1Password’s Clever New Way to Protect Your Data at the Border Could Also Add Risk
Over the past few months, the US and other countries have seen an uptick in border searches—including those of smartphones and laptops. There are several precautions you can take to defend your privacy, the most recent of which is a clever new feature from password-manager 1Password. But while it could secure your digital stuff, it could also introduce new risks.
The new 1Password feature, called Travel Mode, makes it easier for users to remove sensitive data from their password manager before they travel, and then reinstate it when they get to their destination or return home. It lets you create a set of passwords that are “safe for travel,” while temporarily removing any sensitive data you may not need on the road. It’s a way to reduce the exposure risk for nonessential data, or data that could impact others if revealed.

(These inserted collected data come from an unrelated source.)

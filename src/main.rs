use std::process::ExitCode;

#[tokio::main]
async fn main() -> ExitCode {
    match siteaudit_cli::cli::run().await {
        Ok(outcome) => outcome.exit_code(),
        Err(err) => {
            eprintln!("siteaudit: {err:#}");
            ExitCode::from(2)
        }
    }
}
#[cfg(test)]
mod tests {
    use super::*;
    use std::sync::atomic::AtomicUsize;

    #[tokio::test]
    async fn reconnects_when_link_died() {
        let opened = Arc::new(AtomicUsize::new(0));
        let flags = Arc::new(Mutex::new(Vec::<Arc<AtomicBool>>::new()));

        let factory: LinkFactory = {
            let opened = Arc::clone(&opened);
            let flags = Arc::clone(&flags);
            Arc::new(move |_cfg: CdpConfig| {
                let opened = Arc::clone(&opened);
                let flags = Arc::clone(&flags);
                Box::pin(async move {
                    opened.fetch_add(1, Ordering::SeqCst);
                    let (link, alive) = Link::stub();
                    flags.lock().await.push(alive);
                    Ok(link)
                })
            })
        };

        let transport = ChromiumTransport::with_factory(CdpConfig::default(), factory);

        let first = transport.link().await.expect("first link");
        let again = transport.link().await.expect("cached link");
        assert!(Arc::ptr_eq(&first, &again));
        assert_eq!(opened.load(Ordering::SeqCst), 1);

        flags.lock().await[0].store(false, Ordering::SeqCst);

        let second = transport.link().await.expect("second link");
        assert_eq!(opened.load(Ordering::SeqCst), 2);
        assert!(!Arc::ptr_eq(&first, &second));
    }

    #[test]
    fn server_errors_are_retriable() {
        let err = protocol_error(-32000, "Cannot find context with specified id");
        assert_eq!(err.kind, AdapterErrorKind::CdpIo);
        assert!(err.retriable);

        let err = protocol_error(-32602, "Invalid parameters");
        assert!(!err.retriable);
        assert!(err.to_string().contains("-32602"));
    }

    #[test]
    fn missing_executable_is_a_launch_error() {
        let cfg = CdpConfig {
            executable: "/definitely/not/here/chrome".into(),
            ..CdpConfig::default()
        };
        let err = browser_config(&cfg).expect_err("missing binary must fail");
        assert_eq!(err.kind, AdapterErrorKind::Launch);
        assert!(err.to_string().contains("/definitely/not/here/chrome"));
    }
}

“It’s a way of simply not having certain data on your person,” says Jeffrey Goldberg, a product security officer at AgileBits.
Only monthly subscribers can take advantage of Travel Mode; the tool relies on syncing features that aren’t available to longtime 1Password customers who bought a one-time license and sync their password vaults through a third party like Dropbox. Setting up Travel Mode also requires a bit of time, because users need to create a customized travel vault.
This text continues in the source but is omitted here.